Collected data entries.

++++++++++

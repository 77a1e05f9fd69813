//! Rewrite rules, one module per rule.
//!
//! Every rule has the same shape: `apply(&mut SyntaxTree, &FileContext)
//! -> Result<Vec<Diagnostic>, TransformError>`. Rules mutate the tree
//! through the replace/insert API and return their diagnostics; they
//! never share mutable state with each other. `Err` is reserved for
//! structurally impossible input — everything recoverable is an
//! abstention or a diagnostic.

use std::path::Path;

pub mod class_name;
pub mod cleanup;
pub mod deprecated;
pub mod imports;
pub mod style_prop;
pub mod theme_inline;
pub mod theme_module;

/// Directory of the canonical theme module, relative to `src/`.
const THEME_DIR: &[&str] = &["components"];
/// Module name of the canonical theme module.
const THEME_MODULE: &str = "Theme";

/// Compute the import path for the canonical theme module
/// (`src/components/Theme`) relative to the consuming file.
///
/// A file outside any `src/` directory falls back to the degenerate
/// sibling form `./Theme`.
pub(crate) fn theme_import_path(file: &Path) -> String {
    let components: Vec<&str> = file
        .components()
        .filter_map(|c| c.as_os_str().to_str())
        .collect();
    let Some(src_index) = components.iter().position(|&c| c == "src") else {
        return format!("./{}", THEME_MODULE);
    };

    // Directories between src/ and the file itself.
    let dir = &components[src_index + 1..components.len().saturating_sub(1)];

    let mut common = 0;
    while common < dir.len() && common < THEME_DIR.len() && dir[common] == THEME_DIR[common] {
        common += 1;
    }

    let ups = dir.len() - common;
    let mut parts: Vec<&str> = Vec::new();
    for _ in 0..ups {
        parts.push("..");
    }
    parts.extend(&THEME_DIR[common..]);
    parts.push(THEME_MODULE);

    if ups == 0 {
        format!("./{}", parts.join("/"))
    } else {
        parts.join("/")
    }
}
//! Style-prop rewrite rule: `css` JSX attributes become `style`.
//!
//! - `css={css`color: red;`}` → `style={{ color: "red" }}`
//! - `css={cond && styles}` → `style={cond ? styles : null}`
//! - any other value shape keeps its value and just renames the
//!   attribute
//!
//! Interpolated template expressions and nested selectors cannot be
//! converted to an object literal; those attributes stay untouched and
//! get a diagnostic.

use restyle_core::Diagnostic;
use restyle_js::{render_node, NodeId, NodeKind, SyntaxTree};

use crate::matchers;
use crate::pipeline::{FileContext, TransformError};
use crate::style_object::{flatten_declarations, StyleObjectError};

const INTERPOLATION_MESSAGE: &str = "cannot convert an interpolated expression inside a `css` \
     prop template literal; edit this style manually";

const NESTED_SELECTOR_MESSAGE: &str = "CSS selectors cannot be polyfilled in a `style` object; \
     move these styles to a `css` helper and assign via className";

pub fn apply(
    tree: &mut SyntaxTree,
    _context: &FileContext,
) -> Result<Vec<Diagnostic>, TransformError> {
    let mut diagnostics = Vec::new();
    let attributes: Vec<NodeId> = tree
        .descendants(tree.root())
        .into_iter()
        .filter(|&id| matches!(tree.kind(id), NodeKind::JsxAttribute { name } if name == "css"))
        .collect();

    for attribute in attributes {
        rewrite_attribute(tree, attribute, &mut diagnostics);
    }
    Ok(diagnostics)
}

fn rewrite_attribute(tree: &mut SyntaxTree, attribute: NodeId, diagnostics: &mut Vec<Diagnostic>) {
    let Some(&value) = tree.children(attribute).first() else {
        // Bare `css` attribute.
        tree.replace_raw(attribute, "style");
        return;
    };

    if !matches!(tree.kind(value), NodeKind::JsxExpressionContainer) {
        rename_only(tree, attribute);
        return;
    }
    let Some(&expression) = tree.children(value).first() else {
        rename_only(tree, attribute);
        return;
    };

    if matchers::is_css_tagged_template(tree, expression) {
        let template = tree.children(expression)[1];
        let interpolations = matchers::template_interpolations(tree, template);
        if !interpolations.is_empty() {
            for interpolation in interpolations {
                diagnostics.push(Diagnostic::new(
                    tree.line_of(interpolation),
                    INTERPOLATION_MESSAGE,
                ));
            }
            return;
        }
        let raw = matchers::template_raw_text(tree, template);
        match flatten_declarations(&raw) {
            Ok(object) => tree.replace_raw(attribute, format!("style={{{}}}", object)),
            Err(StyleObjectError::NestedSelector) => {
                diagnostics.push(Diagnostic::new(
                    tree.line_of(attribute),
                    NESTED_SELECTOR_MESSAGE,
                ));
            }
        }
        return;
    }

    let is_logical_and = matches!(
        tree.kind(expression),
        NodeKind::LogicalExpression { operator } if operator == "&&"
    );
    if is_logical_and {
        let (left_id, right_id) = {
            let children = tree.children(expression);
            (children[0], children[1])
        };
        let left = render_node(tree, left_id);
        let right = render_node(tree, right_id);
        tree.replace_raw(attribute, format!("style={{{} ? {} : null}}", left, right));
        return;
    }

    rename_only(tree, attribute);
}

/// Keep the value text, rename the attribute.
fn rename_only(tree: &mut SyntaxTree, attribute: NodeId) {
    let text = tree.text_of(attribute).to_string();
    if let Some(rest) = text.strip_prefix("css") {
        let renamed = format!("style{}", rest);
        tree.replace_raw(attribute, renamed);
    }
}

++++++++++

WHAT YOU SHOULD DO. Every single line in the records above must be written out exactly.

ANSWER SECTION.
repository 77a1e05f9fd69813
//! Rewrite rules, one module per rule.
//!
//! Every rule has the same shape: `apply(&mut SyntaxTree, &FileContext)
//! -> Result<Vec<Diagnostic>, TransformError>`. Rules mutate the tree
//! through the replace/insert API and return their diagnostics; they
//! never share mutable state with each other. `Err` is reserved for
//! structurally impossible input — everything recoverable is an
//! abstention or a diagnostic.

use std::path::Path;

pub mod class_name;
pub mod cleanup;
pub mod deprecated;
pub mod imports;
pub mod style_prop;
pub mod theme_inline;
pub mod theme_module;

/// Directory of the canonical theme module, relative to `src/`.
const THEME_DIR: &[&str] = &["components"];
/// Module name of the canonical theme module.
const THEME_MODULE: &str = "Theme";

/// Compute the import path for the canonical theme module
/// (`src/components/Theme`) relative to the consuming file.
///
/// A file outside any `src/` directory falls back to the degenerate
/// sibling form `./Theme`.
pub(crate) fn theme_import_path(file: &Path) -> String {
    let components: Vec<&str> = file
        .components()
        .filter_map(|c| c.as_os_str().to_str())
        .collect();
    let Some(src_index) = components.iter().position(|&c| c == "src") else {
        return format!("./{}", THEME_MODULE);
    };

    // Directories between src/ and the file itself.
    let dir = &components[src_index + 1..components.len().saturating_sub(1)];

    let mut common = 0;
    while common < dir.len() && common < THEME_DIR.len() && dir[common] == THEME_DIR[common] {
        common += 1;
    }

    let ups = dir.len() - common;
    let mut parts: Vec<&str> = Vec::new();
    for _ in 0..ups {
        parts.push("..");
    }
    parts.extend(&THEME_DIR[common..]);
    parts.push(THEME_MODULE);

    if ups == 0 {
        format!("./{}", parts.join("/"))
    } else {
        parts.join("/")
    }
}
//! Style-prop rewrite rule: `css` JSX attributes become `style`.
//!
//! - `css={css`color: red;`}` → `style={{ color: "red" }}`
//! - `css={cond && styles}` → `style={cond ? styles : null}`
//! - any other value shape keeps its value and just renames the
//!   attribute
//!
//! Interpolated template expressions and nested selectors cannot be
//! converted to an object literal; those attributes stay untouched and
//! get a diagnostic.

use restyle_core::Diagnostic;
use restyle_js::{render_node, NodeId, NodeKind, SyntaxTree};

use crate::matchers;
use crate::pipeline::{FileContext, TransformError};
use crate::style_object::{flatten_declarations, StyleObjectError};

const INTERPOLATION_MESSAGE: &str = "cannot convert an interpolated expression inside a `css` \
     prop template literal; edit this style manually";

const NESTED_SELECTOR_MESSAGE: &str = "CSS selectors cannot be polyfilled in a `style` object; \
     move these styles to a `css` helper and assign via className";

pub fn apply(
    tree: &mut SyntaxTree,
    _context: &FileContext,
) -> Result<Vec<Diagnostic>, TransformError> {
    let mut diagnostics = Vec::new();
    let attributes: Vec<NodeId> = tree
        .descendants(tree.root())
        .into_iter()
        .filter(|&id| matches!(tree.kind(id), NodeKind::JsxAttribute { name } if name == "css"))
        .collect();

    for attribute in attributes {
        rewrite_attribute(tree, attribute, &mut diagnostics);
    }
    Ok(diagnostics)
}

fn rewrite_attribute(tree: &mut SyntaxTree, attribute: NodeId, diagnostics: &mut Vec<Diagnostic>) {
    let Some(&value) = tree.children(attribute).first() else {
        // Bare `css` attribute.
        tree.replace_raw(attribute, "style");
        return;
    };

    if !matches!(tree.kind(value), NodeKind::JsxExpressionContainer) {
        rename_only(tree, attribute);
        return;
    }
    let Some(&expression) = tree.children(value).first() else {
        rename_only(tree, attribute);
        return;
    };

    if matchers::is_css_tagged_template(tree, expression) {
        let template = tree.children(expression)[1];
        let interpolations = matchers::template_interpolations(tree, template);
        if !interpolations.is_empty() {
            for interpolation in interpolations {
                diagnostics.push(Diagnostic::new(
                    tree.line_of(interpolation),
                    INTERPOLATION_MESSAGE,
                ));
            }
            return;
        }
        let raw = matchers::template_raw_text(tree, template);
        match flatten_declarations(&raw) {
            Ok(object) => tree.replace_raw(attribute, format!("style={{{}}}", object)),
            Err(StyleObjectError::NestedSelector) => {
                diagnostics.push(Diagnostic::new(
                    tree.line_of(attribute),
                    NESTED_SELECTOR_MESSAGE,
                ));
            }
        }
        return;
    }

    let is_logical_and = matches!(
        tree.kind(expression),
        NodeKind::LogicalExpression { operator } if operator == "&&"
    );
    if is_logical_and {
        let (left_id, right_id) = {
            let children = tree.children(expression);
            (children[0], children[1])
        };
        let left = render_node(tree, left_id);
        let right = render_node(tree, right_id);
        tree.replace_raw(attribute, format!("style={{{} ? {} : null}}", left, right));
        return;
    }

    rename_only(tree, attribute);
}

/// Keep the value text, rename the attribute.
fn rename_only(tree: &mut SyntaxTree, attribute: NodeId) {
    let text = tree.text_of(attribute).to_string();
    if let Some(rest) = text.strip_prefix("css") {
        let renamed = format!("style{}", rest);
        tree.replace_raw(attribute, renamed);
    }
}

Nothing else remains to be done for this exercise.